Which lines of the entries contain the word "stack"? Please list them.

_ _ _ _ _

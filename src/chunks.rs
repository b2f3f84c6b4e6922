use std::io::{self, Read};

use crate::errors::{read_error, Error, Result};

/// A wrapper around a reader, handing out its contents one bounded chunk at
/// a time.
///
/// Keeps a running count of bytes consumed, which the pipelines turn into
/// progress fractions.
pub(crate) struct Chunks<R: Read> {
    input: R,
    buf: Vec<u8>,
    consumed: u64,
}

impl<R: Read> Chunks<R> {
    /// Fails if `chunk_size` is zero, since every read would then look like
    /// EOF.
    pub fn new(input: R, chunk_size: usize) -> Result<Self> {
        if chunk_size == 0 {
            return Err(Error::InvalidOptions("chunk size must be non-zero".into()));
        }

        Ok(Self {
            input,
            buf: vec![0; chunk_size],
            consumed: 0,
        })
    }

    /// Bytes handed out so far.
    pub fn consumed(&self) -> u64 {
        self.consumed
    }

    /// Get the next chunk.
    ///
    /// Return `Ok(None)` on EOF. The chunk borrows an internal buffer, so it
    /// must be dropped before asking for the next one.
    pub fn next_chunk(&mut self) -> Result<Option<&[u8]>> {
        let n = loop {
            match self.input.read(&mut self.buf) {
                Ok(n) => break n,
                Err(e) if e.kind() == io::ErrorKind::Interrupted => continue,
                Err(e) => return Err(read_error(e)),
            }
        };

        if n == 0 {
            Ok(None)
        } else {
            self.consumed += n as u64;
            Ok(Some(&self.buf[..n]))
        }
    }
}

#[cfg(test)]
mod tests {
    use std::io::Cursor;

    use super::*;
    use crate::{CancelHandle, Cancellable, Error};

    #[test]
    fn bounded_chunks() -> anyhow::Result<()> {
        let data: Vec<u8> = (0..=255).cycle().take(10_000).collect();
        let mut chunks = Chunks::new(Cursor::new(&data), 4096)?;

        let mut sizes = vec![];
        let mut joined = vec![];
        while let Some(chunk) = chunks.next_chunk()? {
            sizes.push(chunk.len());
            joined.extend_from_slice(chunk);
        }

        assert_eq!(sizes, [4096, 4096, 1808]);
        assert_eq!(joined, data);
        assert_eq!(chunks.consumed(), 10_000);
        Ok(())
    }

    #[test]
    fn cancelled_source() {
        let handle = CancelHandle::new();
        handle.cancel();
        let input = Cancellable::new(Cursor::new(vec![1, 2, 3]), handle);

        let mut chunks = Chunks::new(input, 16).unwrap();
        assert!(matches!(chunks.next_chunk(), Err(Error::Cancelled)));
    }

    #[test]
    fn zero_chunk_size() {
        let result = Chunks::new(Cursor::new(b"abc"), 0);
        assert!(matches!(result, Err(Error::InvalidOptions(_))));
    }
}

_ _ _ _ _

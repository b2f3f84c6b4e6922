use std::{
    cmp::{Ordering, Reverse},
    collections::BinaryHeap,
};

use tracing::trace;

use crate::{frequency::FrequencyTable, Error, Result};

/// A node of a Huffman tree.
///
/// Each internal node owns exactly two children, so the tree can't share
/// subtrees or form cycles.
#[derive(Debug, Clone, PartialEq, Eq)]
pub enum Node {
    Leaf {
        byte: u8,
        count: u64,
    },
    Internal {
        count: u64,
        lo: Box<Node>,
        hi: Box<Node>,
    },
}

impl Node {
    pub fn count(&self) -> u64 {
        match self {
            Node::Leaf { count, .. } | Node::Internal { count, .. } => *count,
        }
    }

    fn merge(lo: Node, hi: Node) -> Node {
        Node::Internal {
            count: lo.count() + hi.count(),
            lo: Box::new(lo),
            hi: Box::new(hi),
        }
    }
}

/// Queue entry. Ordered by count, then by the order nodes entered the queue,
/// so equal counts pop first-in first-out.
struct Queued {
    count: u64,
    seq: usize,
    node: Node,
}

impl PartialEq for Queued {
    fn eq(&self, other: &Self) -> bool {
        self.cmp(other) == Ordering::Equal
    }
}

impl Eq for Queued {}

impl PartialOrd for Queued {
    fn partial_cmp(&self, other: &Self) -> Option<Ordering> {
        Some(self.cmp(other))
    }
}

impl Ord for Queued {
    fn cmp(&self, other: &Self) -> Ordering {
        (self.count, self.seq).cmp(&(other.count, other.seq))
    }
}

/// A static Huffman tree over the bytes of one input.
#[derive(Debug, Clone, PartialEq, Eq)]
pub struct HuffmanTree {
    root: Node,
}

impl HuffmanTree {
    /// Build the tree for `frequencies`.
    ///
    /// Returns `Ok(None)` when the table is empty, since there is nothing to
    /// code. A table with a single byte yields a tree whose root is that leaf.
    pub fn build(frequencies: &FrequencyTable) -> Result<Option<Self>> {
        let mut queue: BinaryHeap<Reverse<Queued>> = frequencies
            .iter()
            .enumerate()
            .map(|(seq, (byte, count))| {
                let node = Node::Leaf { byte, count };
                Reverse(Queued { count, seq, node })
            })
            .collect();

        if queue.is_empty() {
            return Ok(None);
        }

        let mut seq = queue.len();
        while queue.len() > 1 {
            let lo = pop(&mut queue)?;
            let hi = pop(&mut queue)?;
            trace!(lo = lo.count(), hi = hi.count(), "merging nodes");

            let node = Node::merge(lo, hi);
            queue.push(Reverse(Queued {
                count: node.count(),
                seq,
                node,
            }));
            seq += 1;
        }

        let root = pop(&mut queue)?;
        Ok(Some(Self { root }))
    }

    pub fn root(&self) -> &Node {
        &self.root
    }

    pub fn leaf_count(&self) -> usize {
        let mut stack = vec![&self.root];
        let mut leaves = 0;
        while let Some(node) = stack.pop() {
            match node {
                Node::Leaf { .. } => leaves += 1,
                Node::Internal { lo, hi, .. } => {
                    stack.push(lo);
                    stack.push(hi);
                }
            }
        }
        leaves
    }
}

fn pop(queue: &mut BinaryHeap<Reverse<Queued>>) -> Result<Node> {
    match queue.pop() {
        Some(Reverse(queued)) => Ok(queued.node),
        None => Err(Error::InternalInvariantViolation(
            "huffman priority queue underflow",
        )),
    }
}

_ _ _ _ _

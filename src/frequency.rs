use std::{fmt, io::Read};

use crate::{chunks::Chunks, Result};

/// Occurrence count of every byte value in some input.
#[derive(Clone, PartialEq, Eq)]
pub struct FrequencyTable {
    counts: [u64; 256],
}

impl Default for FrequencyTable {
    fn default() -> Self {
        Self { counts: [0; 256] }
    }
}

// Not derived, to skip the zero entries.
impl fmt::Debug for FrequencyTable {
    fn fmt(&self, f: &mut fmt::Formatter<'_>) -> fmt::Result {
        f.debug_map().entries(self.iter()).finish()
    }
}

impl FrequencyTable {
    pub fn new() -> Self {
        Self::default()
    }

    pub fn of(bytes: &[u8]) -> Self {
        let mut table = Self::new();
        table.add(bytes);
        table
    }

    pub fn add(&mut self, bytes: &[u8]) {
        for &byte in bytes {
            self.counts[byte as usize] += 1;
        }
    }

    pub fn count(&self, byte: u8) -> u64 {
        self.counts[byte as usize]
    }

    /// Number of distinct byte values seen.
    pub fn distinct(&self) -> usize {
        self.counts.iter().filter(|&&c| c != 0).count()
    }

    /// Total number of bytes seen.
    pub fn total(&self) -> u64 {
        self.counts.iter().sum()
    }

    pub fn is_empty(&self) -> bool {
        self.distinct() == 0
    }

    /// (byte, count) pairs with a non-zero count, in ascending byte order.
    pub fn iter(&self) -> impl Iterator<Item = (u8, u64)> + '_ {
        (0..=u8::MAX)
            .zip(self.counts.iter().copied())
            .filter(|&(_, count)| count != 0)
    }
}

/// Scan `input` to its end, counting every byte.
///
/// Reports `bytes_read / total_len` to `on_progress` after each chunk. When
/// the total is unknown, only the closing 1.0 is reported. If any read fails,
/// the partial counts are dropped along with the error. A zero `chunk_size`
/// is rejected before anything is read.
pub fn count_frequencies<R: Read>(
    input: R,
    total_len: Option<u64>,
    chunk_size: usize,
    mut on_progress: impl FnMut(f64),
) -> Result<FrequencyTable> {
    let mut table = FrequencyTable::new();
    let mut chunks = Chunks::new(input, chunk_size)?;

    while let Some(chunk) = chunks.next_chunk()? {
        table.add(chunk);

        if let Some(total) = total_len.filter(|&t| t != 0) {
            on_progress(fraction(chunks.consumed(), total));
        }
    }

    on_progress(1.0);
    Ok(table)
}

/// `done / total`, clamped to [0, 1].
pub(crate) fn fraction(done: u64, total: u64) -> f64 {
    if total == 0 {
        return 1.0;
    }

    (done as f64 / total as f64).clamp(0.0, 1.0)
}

_ _ _ _ _

**Finished exercise:**
        let mut stack = vec![&self.root];
        while let Some(node) = stack.pop() {
                    stack.push(lo);
                    stack.push(hi);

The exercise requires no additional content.